§ **Task details**:
Using the data below, please return every line exactly as given.

(Material shown begins)

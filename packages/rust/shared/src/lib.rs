//! Shared types, error model, and configuration for legisharvest.
//!
//! This crate is the foundation depended on by all other legisharvest crates.
//! It provides:
//! - [`HarvestError`]: the unified error type
//! - Domain types ([`RecordId`], [`HearingRecord`], [`RosterRecord`], [`IndexBatch`])
//! - Configuration ([`AppConfig`], config loading)

pub mod config;
pub mod error;
pub mod types;

// Re-export public API at crate root for ergonomic imports.
pub use config::{
    AppConfig, HarvestConfig, IndexesConfig, SourcesConfig, StorageConfig, config_dir,
    config_file_path, init_config, load_config, load_config_from,
};
pub use error::{HarvestError, Result};
pub use types::{
    CHECKPOINT_DOCUMENT, CONGRESS_NUMBER_KEY, Chamber, HearingRecord, IndexBatch, IndexOp,
    RecordId, RosterKind, RosterRecord,
};
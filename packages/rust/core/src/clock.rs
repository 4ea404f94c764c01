//! Time source for the harvest budget.

use std::time::Instant;

/// Monotonic clock consulted between congress numbers.
pub trait Clock: Send + Sync {
    fn now(&self) -> Instant;
}

/// Wall clock backed by [`Instant::now`].
#[derive(Debug, Clone, Copy, Default)]
pub struct SystemClock;

impl Clock for SystemClock {
    fn now(&self) -> Instant {
        Instant::now()
    }
}
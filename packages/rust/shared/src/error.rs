//! Error types for legisharvest.
//!
//! Library crates use [`HarvestError`] via `thiserror`.
//! The CLI wraps this with `color-eyre` for rich diagnostics.

use std::path::PathBuf;

/// Top-level error type for all legisharvest operations.
#[derive(Debug, thiserror::Error)]
pub enum HarvestError {
    /// Configuration loading or validation error.
    #[error("config error: {message}")]
    Config { message: String },

    /// Network/HTTP error while fetching an upstream source.
    #[error("network error: {0}")]
    Network(String),

    /// HTML/XML/JSON parsing or field extraction error.
    #[error("parse error: {message}")]
    Parse { message: String },

    /// Checkpoint store or index error.
    #[error("storage error: {0}")]
    Storage(String),

    /// Filesystem I/O error.
    #[error("I/O error at {path:?}: {source}")]
    Io {
        path: PathBuf,
        source: std::io::Error,
    },

    /// Data validation error (malformed record id, out-of-range checkpoint, etc.).
    #[error("validation error: {message}")]
    Validation { message: String },
}

/// Convenience alias used throughout the codebase.
pub type Result<T> = std::result::Result<T, HarvestError>;

impl HarvestError {
    /// Create a config error from any displayable message.
    pub fn config(msg: impl Into<String>) -> Self {
        Self::Config {
            message: msg.into(),
        }
    }

    /// Create a parse error from any displayable message.
    pub fn parse(msg: impl Into<String>) -> Self {
        Self::Parse {
            message: msg.into(),
        }
    }

    /// Create a validation error from any displayable message.
    pub fn validation(msg: impl Into<String>) -> Self {
        Self::Validation {
            message: msg.into(),
        }
    }

    /// Wrap a `std::io::Error` with a path for context.
    pub fn io(path: impl Into<PathBuf>, source: std::io::Error) -> Self {
        Self::Io {
            path: path.into(),
            source,
        }
    }
}

#[cfg(test)]
mod tests {
    use super::*;

    #[test]
    fn error_display_formatting() {
        let err = HarvestError::config("missing database path");
        assert_eq!(err.to_string(), "config error: missing database path");

        let err = HarvestError::validation("checkpoint -3 is negative");
        assert!(err.to_string().contains("checkpoint -3"));

        let err = HarvestError::Network("https://www.govinfo.gov/: HTTP 503".into());
        assert!(err.to_string().starts_with("network error"));
    }
}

(Material shown ends)

§ **Output for this exercise**:
filename packages/rust/shared/src/lib.rs
//! Shared types, error model, and configuration for legisharvest.
//!
//! This crate is the foundation depended on by all other legisharvest crates.
//! It provides:
//! - [`HarvestError`]: the unified error type
//! - Domain types ([`RecordId`], [`HearingRecord`], [`RosterRecord`], [`IndexBatch`])
//! - Configuration ([`AppConfig`], config loading)

pub mod config;
pub mod error;
pub mod types;

// Re-export public API at crate root for ergonomic imports.
pub use config::{
    AppConfig, HarvestConfig, IndexesConfig, SourcesConfig, StorageConfig, config_dir,
    config_file_path, init_config, load_config, load_config_from,
};
pub use error::{HarvestError, Result};
pub use types::{
    CHECKPOINT_DOCUMENT, CONGRESS_NUMBER_KEY, Chamber, HearingRecord, IndexBatch, IndexOp,
    RecordId, RosterKind, RosterRecord,
};
filename packages/rust/core/src/clock.rs
repository 4ea404f94c764c01
//! Time source for the harvest budget.

use std::time::Instant;

/// Monotonic clock consulted between congress numbers.
pub trait Clock: Send + Sync {
    fn now(&self) -> Instant;
}

/// Wall clock backed by [`Instant::now`].
#[derive(Debug, Clone, Copy, Default)]
pub struct SystemClock;

impl Clock for SystemClock {
    fn now(&self) -> Instant {
        Instant::now()
    }
}
filename packages/rust/shared/src/error.rs
//! Error types for legisharvest.
//!
//! Library crates use [`HarvestError`] via `thiserror`.
//! The CLI wraps this with `color-eyre` for rich diagnostics.

use std::path::PathBuf;

/// Top-level error type for all legisharvest operations.
#[derive(Debug, thiserror::Error)]
pub enum HarvestError {
    /// Configuration loading or validation error.
    #[error("config error: {message}")]
    Config { message: String },

    /// Network/HTTP error while fetching an upstream source.
    #[error("network error: {0}")]
    Network(String),

    /// HTML/XML/JSON parsing or field extraction error.
    #[error("parse error: {message}")]
    Parse { message: String },

    /// Checkpoint store or index error.
    #[error("storage error: {0}")]
    Storage(String),

    /// Filesystem I/O error.
    #[error("I/O error at {path:?}: {source}")]
    Io {
        path: PathBuf,
        source: std::io::Error,
    },

    /// Data validation error (malformed record id, out-of-range checkpoint, etc.).
    #[error("validation error: {message}")]
    Validation { message: String },
}

/// Convenience alias used throughout the codebase.
pub type Result<T> = std::result::Result<T, HarvestError>;

impl HarvestError {
    /// Create a config error from any displayable message.
    pub fn config(msg: impl Into<String>) -> Self {
        Self::Config {
            message: msg.into(),
        }
    }

    /// Create a parse error from any displayable message.
    pub fn parse(msg: impl Into<String>) -> Self {
        Self::Parse {
            message: msg.into(),
        }
    }

    /// Create a validation error from any displayable message.
    pub fn validation(msg: impl Into<String>) -> Self {
        Self::Validation {
            message: msg.into(),
        }
    }

    /// Wrap a `std::io::Error` with a path for context.
    pub fn io(path: impl Into<PathBuf>, source: std::io::Error) -> Self {
        Self::Io {
            path: path.into(),
            source,
        }
    }
}

#[cfg(test)]
mod tests {
    use super::*;

    #[test]
    fn error_display_formatting() {
        let err = HarvestError::config("missing database path");
        assert_eq!(err.to_string(), "config error: missing database path");

        let err = HarvestError::validation("checkpoint -3 is negative");
        assert!(err.to_string().contains("checkpoint -3"));

        let err = HarvestError::Network("https://www.govinfo.gov/: HTTP 503".into());
        assert!(err.to_string().starts_with("network error"));
    }
}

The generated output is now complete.